Wolfe v. American Sav. and Loan Assoc. of Florida

Decision Date14 March 1989
Docket Number88-1699 and 88-1700,Nos. 88-1698,s. 88-1698
Citation14 Fla. L. Weekly 684,539 So.2d 606
Parties14 Fla. L. Weekly 684 Gerald WOLFE, Victor J. Farmer and Milton Berns, Appellants, v. AMERICAN SAVINGS AND LOAN ASSOC. OF FLORIDA, Morris N. Broad, Shepard Broad, Edward P. Mahoney, James H. Brennan, Jr., M. Trinita Flood, O.P., Stephen M. Lazovitz, Sheldon Lelchuk and Louis G. Lytton, M.D., Appellees.
CourtFlorida District Court of Appeals

Steinberg & Merlin, Miami Beach, Berger & Montague and Stanley Wolfe, Philadelphia, Pa., for appellants.

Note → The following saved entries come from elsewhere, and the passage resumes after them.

//! Encode command implementation

use anyhow::{Context, Result};
use coursecatalog::Key;

use crate::utils;

pub fn run(id: Option<i32>, single_object: bool) -> Result<()> {
    let key = Key::new_builder()
        .set_id(id)
        .context("Invalid id")?
        .build()
        .context("Failed to build key")?;
    log::debug!("encoding {key:?}");

    let bytes = if single_object {
        key.to_byte_buffer()
    } else {
        let mut body = Vec::new();
        key.write_to(&mut body).map(|()| body)
    }
    .context("Failed to encode key")?;

    println!("{}", utils::to_hex(&bytes));
    Ok(())
}
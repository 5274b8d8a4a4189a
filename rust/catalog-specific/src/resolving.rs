//! Reconciliation of a writer's record layout with the reader's.
//!
//! Data written with the reader's own schema is read straight from the stream.
//! Data written with another schema of the same record is decoded with the
//! writer schema, resolved against the reader schema by the Avro schema
//! resolution rules (defaults for missing fields, writer-only fields dropped,
//! numeric promotion) and handed to the record in the reader's layout.
//!
//! A decoder may also carry a field-reordering directive: the reader positions
//! in the order their data appears in the stream.

use std::io::{Cursor, Read};

use apache_avro::{Schema, from_avro_datum, to_avro_datum};
use catalog_common::{Result, error::Error};

use crate::{
    options::{DecodeOptions, UnionTagPolicy},
    record::record_schema,
};

/// One entry of a field-reordering directive.
#[derive(Debug, Clone, PartialEq, Eq)]
pub struct ResolvedField {
    pos: usize,
    name: String,
}

impl ResolvedField {
    pub fn new(pos: usize, name: impl Into<String>) -> ResolvedField {
        ResolvedField {
            pos,
            name: name.into(),
        }
    }

    /// Position of the field in the reader's record.
    pub fn pos(&self) -> usize {
        self.pos
    }

    pub fn name(&self) -> &str {
        &self.name
    }
}

enum Input<'a> {
    Stream(&'a mut dyn Read),
    /// A body already resolved into the reader's layout.
    Resolved(Cursor<Vec<u8>>),
}

/// A record body reader that carries the resolution between the writer's and
/// the reader's record schema.
pub struct ResolvingDecoder<'a> {
    input: Input<'a>,
    field_order: Option<Vec<ResolvedField>>,
    options: DecodeOptions,
}

impl<'a> ResolvingDecoder<'a> {
    /// Creates a decoder for data written with the reader's own schema.
    pub fn new(input: &'a mut dyn Read, options: DecodeOptions) -> Self {
        ResolvingDecoder {
            input: Input::Stream(input),
            field_order: None,
            options,
        }
    }

    /// Creates a decoder with an explicit field-reordering directive.
    pub fn with_field_order(
        input: &'a mut dyn Read,
        field_order: Vec<ResolvedField>,
        options: DecodeOptions,
    ) -> Self {
        ResolvingDecoder {
            input: Input::Stream(input),
            field_order: Some(field_order),
            options,
        }
    }

    /// Creates a decoder for one record body written with `writer`, to be read
    /// as `reader`. The writer's body is consumed from `input` right away.
    ///
    /// # Errors
    ///
    /// Returns `SchemaMismatch` when the schemas are not records with the same
    /// name or when the writer's data cannot be resolved to the reader schema,
    /// and an Avro error when the body does not decode with `writer`.
    pub fn resolve(
        mut input: &'a mut dyn Read,
        writer: &Schema,
        reader: &Schema,
        options: DecodeOptions,
    ) -> Result<Self> {
        let w = record_schema(writer)?;
        let r = record_schema(reader)?;
        if w.name.name != r.name.name {
            return Err(Error::schema_mismatch(format!(
                "writer record {} does not match reader record {}",
                w.name, r.name
            )));
        }

        let datum = from_avro_datum(writer, &mut input, None)
            .map_err(|e| Error::avro("writer datum", e))?;
        let resolved = datum
            .resolve(reader)
            .map_err(|e| Error::schema_mismatch(e.to_string()))?;
        let body = to_avro_datum(reader, resolved).map_err(|e| Error::avro("resolved datum", e))?;
        log::debug!(
            "resolved {} body from {} writer fields to {} reader fields",
            r.name,
            w.fields.len(),
            r.fields.len()
        );

        Ok(ResolvingDecoder {
            input: Input::Resolved(Cursor::new(body)),
            field_order: None,
            options,
        })
    }

    /// Returns the field-reordering directive, if the stream's layout differs
    /// from the reader's. The directive is handed out once per record.
    pub fn read_field_order_if_diff(&mut self) -> Option<Vec<ResolvedField>> {
        self.field_order.take()
    }

    pub fn union_tag_policy(&self) -> UnionTagPolicy {
        self.options.union_tags
    }
}

impl Read for ResolvingDecoder<'_> {
    fn read(&mut self, buf: &mut [u8]) -> std::io::Result<usize> {
        match &mut self.input {
            Input::Stream(input) => input.read(buf),
            Input::Resolved(body) => body.read(buf),
        }
    }
}

#[cfg(test)]
mod tests {
    use catalog_common::error::ErrorKind;

    use super::*;

    fn schema(text: &str) -> Schema {
        Schema::parse_str(text).unwrap()
    }

    const READER: &str = r#"{"type":"record","name":"Key","fields":[{"name":"id","type":["null","int"],"default":null},{"name":"rev","type":"long","default":7}]}"#;

    fn resolved_body(writer: &str, mut body: &[u8]) -> Result<Vec<u8>> {
        let mut dec = ResolvingDecoder::resolve(
            &mut body,
            &schema(writer),
            &schema(READER),
            DecodeOptions::default(),
        )?;
        assert!(dec.read_field_order_if_diff().is_none());
        let mut out = Vec::new();
        dec.read_to_end(&mut out)?;
        Ok(out)
    }

    #[test]
    fn test_own_schema_reads_stream() {
        let mut body = &[0x02, 0x54][..];
        let mut dec = ResolvingDecoder::new(&mut body, DecodeOptions::strict());
        assert!(dec.read_field_order_if_diff().is_none());
        assert_eq!(dec.union_tag_policy(), UnionTagPolicy::Strict);
        let mut out = Vec::new();
        dec.read_to_end(&mut out).unwrap();
        assert_eq!(out, [0x02, 0x54]);
    }

    #[test]
    fn test_directive_is_handed_out_once() {
        let mut body = &[][..];
        let mut dec = ResolvingDecoder::with_field_order(
            &mut body,
            vec![ResolvedField::new(1, "rev"), ResolvedField::new(0, "id")],
            DecodeOptions::default(),
        );
        let order = dec.read_field_order_if_diff().unwrap();
        assert_eq!(order.iter().map(ResolvedField::pos).collect::<Vec<_>>(), [1, 0]);
        assert_eq!(order[0].name(), "rev");
        assert!(dec.read_field_order_if_diff().is_none());
    }

    #[test]
    fn test_permuted_fields_arrive_in_reader_order() {
        let writer = r#"{"type":"record","name":"Key","fields":[{"name":"rev","type":"long"},{"name":"id","type":["null","int"]}]}"#;
        assert_eq!(
            resolved_body(writer, &[0x04, 0x02, 0x54]).unwrap(),
            [0x02, 0x54, 0x04]
        );
    }

    #[test]
    fn test_missing_writer_field_uses_default() {
        let writer = r#"{"type":"record","name":"Key","fields":[{"name":"id","type":["null","int"]}]}"#;
        assert_eq!(resolved_body(writer, &[0x00]).unwrap(), [0x00, 0x0e]);
    }

    #[test]
    fn test_writer_only_field_is_dropped() {
        let writer = r#"{"type":"record","name":"Key","fields":[{"name":"extra","type":"int"},{"name":"id","type":["null","int"]},{"name":"rev","type":"long"}]}"#;
        assert_eq!(
            resolved_body(writer, &[0x02, 0x02, 0x54, 0x06]).unwrap(),
            [0x02, 0x54, 0x06]
        );
    }

    #[test]
    fn test_unresolvable_schemas() {
        let cases: [(&str, &[u8]); 3] = [
            (r#"{"type":"record","name":"Other","fields":[]}"#, &[]),
            (
                r#"{"type":"record","name":"Key","fields":[{"name":"id","type":["null","string"]}]}"#,
                &[0x02, 0x02, 0x78],
            ),
            (r#""int""#, &[0x02]),
        ];
        for (writer, body) in cases {
            let err = resolved_body(writer, body).unwrap_err();
            assert!(matches!(err.kind(), ErrorKind::SchemaMismatch { .. }), "{writer}");
        }
    }

    #[test]
    fn test_reader_field_without_default() {
        let reader = schema(r#"{"type":"record","name":"Key","fields":[{"name":"id","type":"int"}]}"#);
        let writer = schema(r#"{"type":"record","name":"Key","fields":[]}"#);
        let mut body = &[][..];
        let err = ResolvingDecoder::resolve(&mut body, &writer, &reader, DecodeOptions::default())
            .err()
            .unwrap();
        assert!(matches!(err.kind(), ErrorKind::SchemaMismatch { .. }));
    }

    #[test]
    fn test_truncated_writer_body() {
        let writer = r#"{"type":"record","name":"Key","fields":[{"name":"id","type":["null","int"]},{"name":"rev","type":"long"}]}"#;
        let err = resolved_body(writer, &[0x02]).unwrap_err();
        assert!(err.is_unexpected_eof());
    }
}
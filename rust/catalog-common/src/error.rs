use thiserror::Error;

#[derive(Debug, Error)]
#[error(transparent)]
pub struct Error(Box<ErrorKind>);

impl Error {
    pub fn kind(&self) -> &ErrorKind {
        self.0.as_ref()
    }

    pub fn into_kind(self) -> ErrorKind {
        *self.0
    }

    pub fn invalid_arg(name: impl Into<String>, message: impl Into<String>) -> Error {
        ErrorKind::InvalidArgument {
            name: name.into(),
            message: message.into(),
        }
        .into()
    }

    pub fn corrupt_stream(message: impl Into<String>) -> Error {
        ErrorKind::CorruptStream {
            message: message.into(),
        }
        .into()
    }

    pub fn missing_field(field: impl Into<String>) -> Error {
        ErrorKind::MissingField {
            field: field.into(),
        }
        .into()
    }

    pub fn avro(context: impl Into<String>, source: apache_avro::Error) -> Error {
        ErrorKind::Avro {
            context: context.into(),
            source,
        }
        .into()
    }

    pub fn schema_mismatch(message: impl Into<String>) -> Error {
        ErrorKind::SchemaMismatch {
            message: message.into(),
        }
        .into()
    }

    pub fn bad_header(message: impl Into<String>) -> Error {
        ErrorKind::BadHeader {
            message: message.into(),
        }
        .into()
    }

    pub fn missing_schema(fingerprint: u64) -> Error {
        ErrorKind::MissingSchema { fingerprint }.into()
    }

    pub fn io(context: impl Into<String>, source: std::io::Error) -> Error {
        ErrorKind::Io {
            context: context.into(),
            source,
        }
        .into()
    }

    /// Returns `true` if the error was raised because the input ended before
    /// a complete value could be read.
    pub fn is_unexpected_eof(&self) -> bool {
        let source = match self.kind() {
            ErrorKind::Io { source, .. } => source,
            ErrorKind::Avro {
                source: apache_avro::Error::ReadVariableIntegerBytes(source),
                ..
            } => source,
            _ => return false,
        };
        source.kind() == std::io::ErrorKind::UnexpectedEof
    }
}

#[derive(Debug, Error)]
pub enum ErrorKind {
    #[error("invalid argument {name}: {message}")]
    InvalidArgument { name: String, message: String },

    #[error("corrupt stream: {message}")]
    CorruptStream { message: String },

    #[error("field '{field}' does not have a value and has no default")]
    MissingField { field: String },

    #[error("avro error for '{context}': {source}")]
    Avro {
        context: String,
        source: apache_avro::Error,
    },

    #[error("writer and reader schemas cannot be resolved: {message}")]
    SchemaMismatch { message: String },

    #[error("bad message header: {message}")]
    BadHeader { message: String },

    #[error("cannot resolve schema for fingerprint {fingerprint:#018x}")]
    MissingSchema { fingerprint: u64 },

    #[error("IO error for '{context}': {source}")]
    Io {
        context: String,
        source: std::io::Error,
    },
}

impl From<ErrorKind> for Error {
    fn from(kind: ErrorKind) -> Self {
        Error(kind.into())
    }
}

impl From<std::io::Error> for Error {
    fn from(e: std::io::Error) -> Self {
        Error::io("", e)
    }
}
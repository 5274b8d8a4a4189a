//! Command implementations for catalog-cmd

pub mod decode;
pub mod encode;
pub mod schema;
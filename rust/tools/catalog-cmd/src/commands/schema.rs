//! Schema command implementation

use anyhow::{Context, Result};
use coursecatalog::{
    Key,
    specific::{SpecificRecord, fingerprint64},
};

pub fn run(canonical: bool, fingerprint: bool) -> Result<()> {
    let schema = Key::class_schema();
    if fingerprint {
        println!("{:#018x}", fingerprint64(schema));
    } else if canonical {
        println!("{}", schema.canonical_form());
    } else {
        println!(
            "{}",
            serde_json::to_string_pretty(schema).context("Failed to serialize schema")?
        );
    }
    Ok(())
}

Coll, Davidson, Carter, Smith, Salter & Barkett and Richard Smith, Steel, Hector & Davis and Lewis F. Murphy, Miami, for appellees.

Before SCHWARTZ, C.J., and NESBITT and FERGUSON, JJ.

SCHWARTZ, Chief Judge.

The appellants are holders of preferred stock in American Savings & Loan Association of Florida (ASL). They brought consolidated class actions for themselves and the remaining preferred shareholders 1 to secure damages which were allegedly caused those stockholders by a 1987 merger of ASL into other corporations. The merger resulted in the survival of the ASL entity with a markedly altered equity and corporate structure. The plaintiffs sued ASL itself and its officers and directors on two separate, but related theories:

(a) It was claimed that the fact that under the terms of the merger, the preferred stock no longer bore a right of conversion into common stock violated the corporation's prior agreement that the preferred carry the convertibility feature.

(b) It was alleged that the merger arrangement undertaken by the ASL officers and directors, which allegedly had the effect of unjustifiably decreasing the value of the preferred stock, was in breach of the fiduciary duty they owed that, as every other, class of shareholders. Liebschutz v. Schaffer Stores Co., 276 A.D. 1, 93 N.Y.S. 2d 125 (1949); see Security Nat'l Bank v. Peters, Writer & Christensen, Inc., 39 Colo.App. 344, 569 P.2d 875 (1977).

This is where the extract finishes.